I get the idea but from the numerical standpoint this is an even worse idea than the way we do fluid-fluid interfaces. Additive decomposition of elliptic equations is not effective at all. Are you looking to model contact between multiple solid materials?
Hi Pedro. What do you mean by additive decomposition? And what do you mean by "effective" in this context? In terms of stability, the model converges rapidly, even when initializing one zone at a temperature far above that of the neighboring zone.
https://en.wikipedia.org/wiki/Additive_Schwarz_method How large are the meshes in your examples? I expect convergence will slow down as you go to bigger problems.

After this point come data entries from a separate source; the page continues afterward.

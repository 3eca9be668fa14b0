use crate::core::extractor::DocumentExtractor;
use crate::core::mapper::FieldMapper;
use crate::core::merge::merge_outcomes;
use crate::core::validator::validate_payload;
use crate::core::{classifier, FormToolkit, Pipeline, Storage};
use crate::domain::model::{DocumentSource, ExtractionOutcome, FormPayload};
use crate::utils::error::{FillError, Result};
use serde::{Deserialize, Serialize};
use std::path::Path;

/// One fill request: the blank target form, the source documents carrying
/// the data, and where the filled copy goes.
#[derive(Debug, Clone, Serialize, Deserialize)]
pub struct FillJob {
    pub target_form: String,
    pub sources: Vec<String>,
    pub output: String,
}

pub struct FormFillPipeline<S: Storage, T: FormToolkit> {
    storage: S,
    toolkit: T,
    extractor: DocumentExtractor,
    mapper: FieldMapper,
    job: FillJob,
    field_coverage_target: f64,
}

impl<S: Storage, T: FormToolkit> FormFillPipeline<S, T> {
    pub fn new(
        storage: S,
        toolkit: T,
        extractor: DocumentExtractor,
        mapper: FieldMapper,
        job: FillJob,
        field_coverage_target: f64,
    ) -> Self {
        Self {
            storage,
            toolkit,
            extractor,
            mapper,
            job,
            field_coverage_target,
        }
    }

    async fn load_sources(&self) -> Result<Vec<DocumentSource>> {
        if self.job.sources.is_empty() {
            return Err(FillError::Extraction {
                message: "no source documents provided".to_string(),
            });
        }

        let mut documents = Vec::new();
        for path in &self.job.sources {
            let name = Path::new(path)
                .file_name()
                .map(|n| n.to_string_lossy().to_string())
                .unwrap_or_else(|| path.clone());

            let text = if path.to_lowercase().ends_with(".pdf") {
                self.toolkit.dump_text(path).await?
            } else {
                let bytes = self.storage.read_file(path).await?;
                String::from_utf8_lossy(&bytes).to_string()
            };

            let kind = classifier::classify(&name, &text);
            tracing::info!(
                "📄 Loaded {} ({} chars) as {}",
                name,
                text.len(),
                kind.label()
            );

            documents.push(DocumentSource {
                name,
                path: path.clone(),
                text,
                kind,
            });
        }

        Ok(documents)
    }
}

#[async_trait::async_trait]
impl<S: Storage, T: FormToolkit> Pipeline for FormFillPipeline<S, T> {
    async fn extract(&self) -> Result<Vec<ExtractionOutcome>> {
        let documents = self.load_sources().await?;
        self.extractor.extract_all(documents).await
    }

    async fn transform(&self, outcomes: Vec<ExtractionOutcome>) -> Result<FormPayload> {
        let merged = merge_outcomes(&outcomes);
        tracing::info!(
            "🔗 Merge complete: {} fields from {}/{} documents",
            merged.values.len(),
            merged.summary.successful_documents,
            merged.summary.documents_processed
        );

        let form_fields = self.toolkit.dump_fields(&self.job.target_form).await?;
        if form_fields.is_empty() {
            return Err(FillError::Mapping {
                message: format!(
                    "target form '{}' has no fillable fields",
                    self.job.target_form
                ),
            });
        }

        let (mapped, confidence) = self.mapper.map_to_form(&form_fields, &merged);

        let coverage = mapped.len() as f64 / form_fields.len() as f64;
        if coverage < self.field_coverage_target {
            tracing::warn!(
                "🔶 Field coverage {:.0}% below target {:.0}%",
                coverage * 100.0,
                self.field_coverage_target * 100.0
            );
        }

        Ok(validate_payload(mapped, confidence))
    }

    async fn load(&self, payload: FormPayload) -> Result<String> {
        if payload.fields.is_empty() {
            return Err(FillError::Mapping {
                message: "no extracted values matched the target form".to_string(),
            });
        }

        self.toolkit
            .fill_form(&self.job.target_form, &payload, &self.job.output)
            .await?;

        tracing::info!(
            "💾 Wrote {} fields to {}",
            payload.fields.len(),
            self.job.output
        );
        Ok(self.job.output.clone())
    }
}

#[cfg(test)]
mod tests {
    use super::*;
    use crate::core::extractor::ExtractorOptions;
    use crate::core::mapper::FieldMap;
    use crate::core::LlmProvider;
    use crate::domain::model::FormField;
    use async_trait::async_trait;
    use std::collections::HashMap;
    use std::sync::Arc;
    use std::time::Duration;
    use tokio::sync::Mutex;

    #[derive(Clone, Default)]
    struct MockStorage {
        files: Arc<Mutex<HashMap<String, Vec<u8>>>>,
    }

    impl MockStorage {
        async fn put(&self, path: &str, content: &str) {
            let mut files = self.files.lock().await;
            files.insert(path.to_string(), content.as_bytes().to_vec());
        }
    }

    impl Storage for MockStorage {
        async fn read_file(&self, path: &str) -> Result<Vec<u8>> {
            let files = self.files.lock().await;
            files.get(path).cloned().ok_or_else(|| {
                FillError::Io(std::io::Error::new(
                    std::io::ErrorKind::NotFound,
                    format!("File not found: {}", path),
                ))
            })
        }

        async fn write_file(&self, path: &str, data: &[u8]) -> Result<()> {
            let mut files = self.files.lock().await;
            files.insert(path.to_string(), data.to_vec());
            Ok(())
        }
    }

    #[derive(Clone, Default)]
    struct MockToolkit {
        fields: Vec<FormField>,
        filled: Arc<Mutex<Option<FormPayload>>>,
    }

    impl MockToolkit {
        fn with_fields(names_and_alts: &[(&str, &str)]) -> Self {
            Self {
                fields: names_and_alts
                    .iter()
                    .map(|(name, alt)| FormField {
                        name: name.to_string(),
                        alt_text: alt.to_string(),
                        kind: "Text".to_string(),
                        state_options: vec![],
                    })
                    .collect(),
                filled: Arc::new(Mutex::new(None)),
            }
        }
    }

    #[async_trait]
    impl FormToolkit for MockToolkit {
        async fn dump_fields(&self, _form_path: &str) -> Result<Vec<FormField>> {
            Ok(self.fields.clone())
        }

        async fn dump_text(&self, pdf_path: &str) -> Result<String> {
            Ok(format!("text dumped from {}", pdf_path))
        }

        async fn fill_form(
            &self,
            _form_path: &str,
            payload: &FormPayload,
            _output_path: &str,
        ) -> Result<()> {
            let mut filled = self.filled.lock().await;
            *filled = Some(payload.clone());
            Ok(())
        }
    }

    struct CannedProvider {
        response: String,
    }

    #[async_trait]
    impl LlmProvider for CannedProvider {
        fn name(&self) -> &str {
            "anthropic"
        }

        async fn complete(&self, _prompt: &str) -> Result<String> {
            Ok(self.response.clone())
        }
    }

    fn pipeline_with(
        storage: MockStorage,
        toolkit: MockToolkit,
        provider_response: &str,
        job: FillJob,
    ) -> FormFillPipeline<MockStorage, MockToolkit> {
        let provider: Arc<dyn LlmProvider> = Arc::new(CannedProvider {
            response: provider_response.to_string(),
        });
        let extractor = DocumentExtractor::new(
            vec![provider],
            FieldMap::fl142().unwrap(),
            ExtractorOptions {
                retry_delay: Duration::from_millis(1),
                ..ExtractorOptions::default()
            },
        );
        let mapper = FieldMapper::fl142().unwrap();
        FormFillPipeline::new(storage, toolkit, extractor, mapper, job, 0.5)
    }

    fn default_job() -> FillJob {
        FillJob {
            target_form: "fl142_blank.pdf".to_string(),
            sources: vec!["fl120_filled.txt".to_string()],
            output: "out/filled.pdf".to_string(),
        }
    }

    const PROVIDER_JSON: &str = r#"{
        "extracted_data": {
            "petitioner": "TAHIRA FRANCIS",
            "case_number": "24STFL00615",
            "student_loans": "22000.00"
        },
        "confidence_scores": {
            "petitioner": 0.9,
            "case_number": 0.95,
            "student_loans": 0.92
        }
    }"#;

    #[tokio::test]
    async fn test_extract_classifies_and_extracts_text_sources() {
        let storage = MockStorage::default();
        storage
            .put(
                "fl120_filled.txt",
                "ATTORNEY OR PARTY WITHOUT ATTORNEY: Mark Piesner\nPETITIONER: TAHIRA FRANCIS",
            )
            .await;
        let pipeline = pipeline_with(
            storage,
            MockToolkit::default(),
            PROVIDER_JSON,
            default_job(),
        );

        let outcomes = pipeline.extract().await.unwrap();

        assert_eq!(outcomes.len(), 1);
        assert_eq!(outcomes[0].document_name, "fl120_filled.txt");
        assert_eq!(outcomes[0].values.get("case_number").unwrap(), "24STFL00615");
    }

    #[tokio::test]
    async fn test_extract_routes_pdfs_through_toolkit() {
        let mut job = default_job();
        job.sources = vec!["sources/fl142_filled.pdf".to_string()];
        let pipeline = pipeline_with(
            MockStorage::default(),
            MockToolkit::default(),
            PROVIDER_JSON,
            job,
        );

        let outcomes = pipeline.extract().await.unwrap();

        // MockToolkit echoes the path, proving the PDF went through
        // dump_text rather than Storage.
        assert_eq!(outcomes.len(), 1);
        assert_eq!(outcomes[0].document_name, "fl142_filled.pdf");
    }

    #[tokio::test]
    async fn test_extract_rejects_empty_source_list() {
        let mut job = default_job();
        job.sources = vec![];
        let pipeline = pipeline_with(
            MockStorage::default(),
            MockToolkit::default(),
            PROVIDER_JSON,
            job,
        );

        let err = pipeline.extract().await.unwrap_err();
        assert!(err.to_string().contains("no source documents"));
    }

    #[tokio::test]
    async fn test_transform_maps_and_validates() {
        let toolkit = MockToolkit::with_fields(&[
            ("Party1[0]", "PETITIONER"),
            ("CaseNumber[0]", "CASE NUMBER"),
            ("DecimalField40[0]", "STUDENT LOANS"),
        ]);
        let storage = MockStorage::default();
        storage.put("fl120_filled.txt", "whatever").await;
        let pipeline = pipeline_with(storage, toolkit, PROVIDER_JSON, default_job());

        let outcomes = pipeline.extract().await.unwrap();
        let payload = pipeline.transform(outcomes).await.unwrap();

        assert_eq!(payload.fields.get("Party1[0]").unwrap(), "TAHIRA FRANCIS");
        assert_eq!(payload.fields.get("CaseNumber[0]").unwrap(), "24STFL00615");
        assert_eq!(payload.fields.get("DecimalField40[0]").unwrap(), "22000.00");
        assert!(*payload.confidence.get("DecimalField40[0]").unwrap() >= 0.85);
    }

    #[tokio::test]
    async fn test_transform_fails_on_form_without_fields() {
        let storage = MockStorage::default();
        storage.put("fl120_filled.txt", "whatever").await;
        let pipeline = pipeline_with(
            storage,
            MockToolkit::default(),
            PROVIDER_JSON,
            default_job(),
        );

        let outcomes = pipeline.extract().await.unwrap();
        let err = pipeline.transform(outcomes).await.unwrap_err();

        assert!(err.to_string().contains("no fillable fields"));
    }

    #[tokio::test]
    async fn test_load_writes_through_toolkit() {
        let toolkit = MockToolkit::with_fields(&[("Party1[0]", "PETITIONER")]);
        let pipeline = pipeline_with(
            MockStorage::default(),
            toolkit.clone(),
            PROVIDER_JSON,
            default_job(),
        );

        let mut payload = FormPayload::default();
        payload
            .fields
            .insert("Party1[0]".to_string(), "TAHIRA FRANCIS".to_string());

        let output = pipeline.load(payload).await.unwrap();

        assert_eq!(output, "out/filled.pdf");
        let filled = toolkit.filled.lock().await;
        assert_eq!(
            filled.as_ref().unwrap().fields.get("Party1[0]").unwrap(),
            "TAHIRA FRANCIS"
        );
    }

    #[tokio::test]
    async fn test_load_rejects_empty_payload() {
        let pipeline = pipeline_with(
            MockStorage::default(),
            MockToolkit::default(),
            PROVIDER_JSON,
            default_job(),
        );

        let err = pipeline.load(FormPayload::default()).await.unwrap_err();
        assert!(err.to_string().contains("no extracted values"));
    }
}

You had I comment but I don't see it here. In any case, it's the total time to solution (same residual drop) that I expect will get worse. At constant CFL.
You had I comment but I don't see it here. In any case, it's the total time to solution (same residual drop) that I expect will get worse. At constant CFL.
Sorry for replying so late, I had to put this project on the back burner for a bit. I made a mistake in my previous analysis, which is why I removed the message. I now ran five simulations with only solid to solid CHT heat transfer with contact resistance. With each simulation I quadrupled the number of mesh elements and ran with a constant CFL.
The number of iterations required until convergence seems to scale linearly with the number of elements. However, this was not the case for total simulation time, which scales quadratically.
@EvertBunschoten even if the performance isn't great this is a pretty small change so I think we can merge it. Do you have time to wrap it up and add a simple regression test?
@EvertBunschoten even if the performance isn't great this is a pretty small change so I think we can merge it. Do you have time to wrap it up and add a simple regression test?
I just added a test case and tutorial under the TestCases and Tutorials repo under the same branch name. I'm also writing a short tutorial on the SU2 website repo.